The phonebook analogy carries one more piece of weight. When std::collections::BTreeMap is in memory, each node is sized to fit comfortably in a CPU cache line — maybe 6 to 11 keys per node depending on the value size. When PostgreSQL's index is sitting on a spinning disk or an SSD, each node is sized to fit exactly one disk page, around 8 kilobytes, which is hundreds of keys per node. The structure is the same. The number that changes is how fat each page of the binder is. A bigger page means more dividers per sheet, which means fewer sheets to flip through, which means fewer slow trips to the disk. Bayer and McCreight saw the trade-off in 1971 and the curve has held ever since — every time storage gets a new kind of hardware, the only thing that changes about B-trees is the page size that makes the math work out.
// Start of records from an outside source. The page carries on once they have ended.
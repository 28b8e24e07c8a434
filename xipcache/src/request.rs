// Copyright 2025 xipcache Project Authors
//
// Licensed under the Apache License, Version 2.0 (the "License");
// you may not use this file except in compliance with the License.
// You may obtain a copy of the License at
//
//     http://www.apache.org/licenses/LICENSE-2.0
//
// Unless required by applicable law or agreed to in writing, software
// distributed under the License is distributed on an "AS IS" BASIS,
// WITHOUT WARRANTIES OR CONDITIONS OF ANY KIND, either express or implied.
// See the License for the specific language governing permissions and
// limitations under the License.

//! The request boundary: descriptors copied in and out of the cache.

use std::fmt::Display;

use serde::{Deserialize, Serialize};
use xipcache_common::error::{Error, ErrorKind, Result};

use crate::{file::CacheFileId, mapping::MappedView};

/// Stable identifier of a file in the backing store.
#[derive(Debug, Clone, Copy, PartialEq, Eq, PartialOrd, Ord, Hash, Serialize, Deserialize)]
pub struct FileId(pub u64);

impl Display for FileId {
    fn fmt(&self, f: &mut std::fmt::Formatter<'_>) -> std::fmt::Result {
        write!(f, "{}", self.0)
    }
}

/// Identifier of a consumer that maps cached extents into its view.
#[derive(Debug, Clone, Copy, PartialEq, Eq, PartialOrd, Ord, Hash, Serialize, Deserialize)]
pub struct ConsumerId(pub u64);

impl Display for ConsumerId {
    fn fmt(&self, f: &mut std::fmt::Formatter<'_>) -> std::fmt::Result {
        write!(f, "{}", self.0)
    }
}

/// An open backing file together with the permissions it was opened with.
#[derive(Debug, Clone, Copy, PartialEq, Eq, Serialize, Deserialize)]
pub struct FileHandle {
    /// Backing file.
    pub file: FileId,
    /// Opened for reading.
    pub readable: bool,
    /// Opened for writing.
    pub writable: bool,
}

impl FileHandle {
    /// A handle that may read and write.
    pub fn read_write(file: FileId) -> Self {
        Self {
            file,
            readable: true,
            writable: true,
        }
    }

    /// A handle that may only read.
    pub fn read_only(file: FileId) -> Self {
        Self {
            file,
            readable: true,
            writable: false,
        }
    }
}

/// Request direction.
#[derive(Debug, Clone, Copy, PartialEq, Eq, Hash, Serialize, Deserialize)]
pub enum Direction {
    /// Copy out of the cache.
    Read,
    /// Copy into the cache.
    Write,
}

impl Direction {
    /// Static name, used as metrics label.
    pub fn as_str(&self) -> &'static str {
        match self {
            Direction::Read => "read",
            Direction::Write => "write",
        }
    }
}

/// A cache request descriptor.
#[derive(Debug, Clone, Copy, PartialEq, Eq)]
pub struct CacheRequest {
    /// The file handle the request is issued through.
    pub handle: FileHandle,
    /// The consumer a mapping would be established for.
    pub consumer: ConsumerId,
    /// Byte offset.
    pub offset: u64,
    /// Direction.
    pub direction: Direction,
    /// Whether a qualifying window should be exposed as a mapping in the response.
    pub with_mapping: bool,
}

impl CacheRequest {
    /// A read request.
    pub fn read(handle: FileHandle, consumer: ConsumerId, offset: u64) -> Self {
        Self {
            handle,
            consumer,
            offset,
            direction: Direction::Read,
            with_mapping: true,
        }
    }

    /// A write request.
    pub fn write(handle: FileHandle, consumer: ConsumerId, offset: u64) -> Self {
        Self {
            handle,
            consumer,
            offset,
            direction: Direction::Write,
            with_mapping: true,
        }
    }

    /// Do not establish a mapping even if the window qualifies.
    pub fn without_mapping(mut self) -> Self {
        self.with_mapping = false;
        self
    }
}

/// The user buffer of a request.
#[derive(Debug)]
pub enum Payload<'a> {
    /// Destination of a read.
    Read(&'a mut [u8]),
    /// Source of a write.
    Write(&'a [u8]),
}

impl Payload<'_> {
    /// Buffer length.
    pub fn len(&self) -> usize {
        match self {
            Payload::Read(buf) => buf.len(),
            Payload::Write(buf) => buf.len(),
        }
    }

    /// Whether the buffer is empty.
    pub fn is_empty(&self) -> bool {
        self.len() == 0
    }

    /// Direction implied by the buffer.
    pub fn direction(&self) -> Direction {
        match self {
            Payload::Read(_) => Direction::Read,
            Payload::Write(_) => Direction::Write,
        }
    }
}

/// Output of a cache request.
#[derive(Debug)]
pub struct CacheResponse {
    /// Resolved cache file.
    pub cache_file: CacheFileId,
    /// Bytes copied between the payload and the cache.
    pub transferred: usize,
    /// The mapping exposing the window, if one was established.
    pub mapping: Option<MappedView>,
    /// Length of the mapping, `0` when none.
    pub map_length: u64,
    /// Offset of the backing extent the window lies in.
    pub extent_offset: u64,
    /// Length of the backing extent the window lies in.
    pub extent_length: u64,
    /// Read permission derived from the handle.
    pub readable: bool,
    /// Write permission derived from the handle.
    pub writable: bool,
}

/// Validate handle permissions and the shape of the request.
///
/// The working range of a request is rounded out to whole blocks and may end on the window after the one
/// holding the request end, so two windows past the end must stay addressable too.
pub(crate) fn validate(request: &CacheRequest, payload: &Payload<'_>, max_window: u64) -> Result<()> {
    let permitted = match request.direction {
        Direction::Read => request.handle.readable,
        Direction::Write => request.handle.writable,
    };
    if !permitted {
        return Err(
            Error::new(ErrorKind::PermissionDenied, "file handle does not permit the request direction")
                .with_context("file", request.handle.file)
                .with_context("direction", request.direction.as_str()),
        );
    }
    if payload.direction() != request.direction {
        return Err(Error::invalid_request("payload does not match the request direction"));
    }
    if payload.is_empty() {
        return Err(Error::invalid_request("empty request").with_context("offset", request.offset));
    }
    if request
        .offset
        .checked_add(payload.len() as u64)
        .and_then(|end| end.checked_add(max_window))
        .and_then(|end| end.checked_add(max_window))
        .is_none()
    {
        return Err(Error::invalid_request("request range overflows")
            .with_context("offset", request.offset)
            .with_context("size", payload.len()));
    }
    Ok(())
}
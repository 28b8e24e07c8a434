// Copyright 2025 xipcache Project Authors
//
// Licensed under the Apache License, Version 2.0 (the "License");
// you may not use this file except in compliance with the License.
// You may obtain a copy of the License at
//
//     http://www.apache.org/licenses/LICENSE-2.0
//
// Unless required by applicable law or agreed to in writing, software
// distributed under the License is distributed on an "AS IS" BASIS,
// WITHOUT WARRANTIES OR CONDITIONS OF ANY KIND, either express or implied.
// See the License for the specific language governing permissions and
// limitations under the License.

use std::fmt::Debug;

use xipcache::prelude::FileId;

/// Workload error type.
#[derive(thiserror::Error, Debug)]
pub enum Error {
    /// Cache device error.
    #[error("cache error: {0}")]
    Cache(#[from] xipcache::prelude::Error),
    /// Data read back does not match what was written.
    #[error("data mismatch: file {file}, offset {offset}")]
    Mismatch { file: FileId, offset: u64 },
    /// Invalid arguments.
    #[error("invalid arguments: {0}")]
    Args(String),
    /// Other error.
    #[error(transparent)]
    Other(#[from] anyhow::Error),
}

/// Workload result type.
pub type Result<T> = core::result::Result<T, Error>;
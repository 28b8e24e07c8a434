// Copyright 2025 xipcache Project Authors
//
// Licensed under the Apache License, Version 2.0 (the "License");
// you may not use this file except in compliance with the License.
// You may obtain a copy of the License at
//
//     http://www.apache.org/licenses/LICENSE-2.0
//
// Unless required by applicable law or agreed to in writing, software
// distributed under the License is distributed on an "AS IS" BASIS,
// WITHOUT WARRANTIES OR CONDITIONS OF ANY KIND, either express or implied.
// See the License for the specific language governing permissions and
// limitations under the License.

mod error;

use std::{collections::HashMap, path::PathBuf, sync::Arc, thread, time::Instant};

use bytesize::ByteSize;
use clap::Args;
use rand::{rngs::StdRng, Rng, SeedableRng};
use xipcache::prelude::*;

use crate::run::error::{Error, Result};

const CONSUMER: ConsumerId = ConsumerId(1);

#[derive(Debug, Args)]
pub struct RunArgs {
    /// Directory of the backing store. Files are created in it.
    #[arg(short, long)]
    dir: PathBuf,

    /// Cache capacity.
    #[arg(long, default_value = "64MiB")]
    capacity: ByteSize,

    /// Mapping unit and window size.
    #[arg(long, default_value = "2MiB")]
    mapping_unit: ByteSize,

    /// Number of backing files.
    #[arg(long, default_value_t = 4)]
    files: u64,

    /// Size of each backing file.
    #[arg(long, default_value = "32MiB")]
    file_size: ByteSize,

    /// Size of each request.
    #[arg(long, default_value = "64KiB")]
    io_size: ByteSize,

    /// Requests issued per thread.
    #[arg(long, default_value_t = 10000)]
    count: usize,

    /// Worker threads.
    #[arg(long, default_value_t = 4)]
    threads: usize,

    /// Percentage of writes.
    #[arg(long, default_value_t = 50)]
    write_ratio: u32,

    /// Never ask for mappings.
    #[arg(long, default_value_t = false)]
    no_mapping: bool,

    #[arg(long, default_value_t = 0)]
    seed: u64,
}

/// Data a worker expects at `(file, slot)`. Slots are owned by one worker each.
type Shadow = HashMap<(FileId, u64), Vec<u8>>;

pub fn run(args: RunArgs) -> Result<()> {
    let io_size = args.io_size.as_u64();
    let file_size = args.file_size.as_u64();
    if io_size == 0 || file_size < io_size || args.threads == 0 {
        return Err(Error::Args(format!(
            "io size {} must be non-zero and not larger than file size {} with at least one thread",
            args.io_size, args.file_size
        )));
    }

    let store = Arc::new(FileStore::open(&args.dir)?);
    // Start from zeroed files so unwritten slots read back as zeros.
    for file in 0..args.files {
        store.create(FileId(file), 0)?;
        store.create(FileId(file), file_size)?;
    }

    let device = CacheDeviceBuilder::new("xipcache-cli")
        .with_capacity(args.capacity.as_u64())
        .with_mapping_unit(args.mapping_unit.as_u64())
        .with_max_window(args.mapping_unit.as_u64())
        .attach_shared(store.clone())?;

    let start = Instant::now();
    let shadows = thread::scope(|s| {
        let handles = (0..args.threads)
            .map(|id| {
                let device = &device;
                let args = &args;
                s.spawn(move || worker(device, args, id))
            })
            .collect::<Vec<_>>();
        handles
            .into_iter()
            .map(|handle| handle.join().map_err(|_| anyhow::anyhow!("worker panicked"))?)
            .collect::<Result<Vec<_>>>()
    })?;
    let elapsed = start.elapsed();

    let stats = device.statistics();
    device.detach()?;

    let mut buf = vec![0u8; io_size as usize];
    for ((file, slot), expected) in shadows.iter().flatten() {
        let offset = slot * io_size;
        let read = store.read_at(*file, offset, &mut buf)?;
        if read != expected.len() || buf != *expected {
            return Err(Error::Mismatch { file: *file, offset });
        }
    }

    let requests = args.count * args.threads;
    println!(
        "{requests} requests in {elapsed:?} ({:.0} req/s), {} slots verified after detach",
        requests as f64 / elapsed.as_secs_f64(),
        shadows.iter().map(|shadow| shadow.len()).sum::<usize>(),
    );
    println!("{}", serde_json::to_string_pretty(&stats).map_err(anyhow::Error::from)?);

    Ok(())
}

fn worker(device: &CacheDevice, args: &RunArgs, id: usize) -> Result<Shadow> {
    let io_size = args.io_size.as_u64();
    let slots = args.file_size.as_u64() / io_size;
    let threads = args.threads as u64;
    let mut rng = StdRng::seed_from_u64(args.seed.wrapping_add(id as u64));
    let mut shadow = Shadow::new();
    let mut buf = vec![0u8; io_size as usize];

    let owned = (id as u64..slots).step_by(args.threads).count() as u64;
    if owned == 0 {
        return Ok(shadow);
    }

    for _ in 0..args.count {
        let file = FileId(rng.random_range(0..args.files.max(1)));
        let slot = id as u64 + rng.random_range(0..owned) * threads;
        let offset = slot * io_size;
        let handle = FileHandle::read_write(file);

        let request = if rng.random_ratio(args.write_ratio.min(100), 100) {
            rng.fill(&mut buf[..]);
            CacheRequest::write(handle, CONSUMER, offset)
        } else {
            CacheRequest::read(handle, CONSUMER, offset)
        };
        let request = if args.no_mapping { request.without_mapping() } else { request };

        let response = match request.direction {
            Direction::Write => device.cache_request(request, Payload::Write(&buf))?,
            Direction::Read => device.cache_request(request, Payload::Read(&mut buf))?,
        };
        if response.transferred != buf.len() {
            tracing::warn!(%file, offset, transferred = response.transferred, "[run]: short transfer");
        }

        match request.direction {
            Direction::Write => {
                shadow.insert((file, slot), buf.clone());
            }
            Direction::Read => {
                let matched = match shadow.get(&(file, slot)) {
                    Some(expected) => *expected == buf,
                    None => buf.iter().all(|b| *b == 0),
                };
                if !matched {
                    return Err(Error::Mismatch { file, offset });
                }
            }
        }
    }

    Ok(shadow)
}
Each B-tree node is sized to fit exactly one disk page, so one node read costs exactly one slow trip to the disk.

The B-tree is the right shape when keys are comparable and the queries are point lookups or ranges. It is the wrong shape when keys are not comparable — a user ID hash, a content fingerprint, a UUID with no meaningful order — and the only queries are "do you have this exact key." The next lesson takes the keys out of order on purpose and asks how a structure can find any of them in constant time without ever comparing one key to another.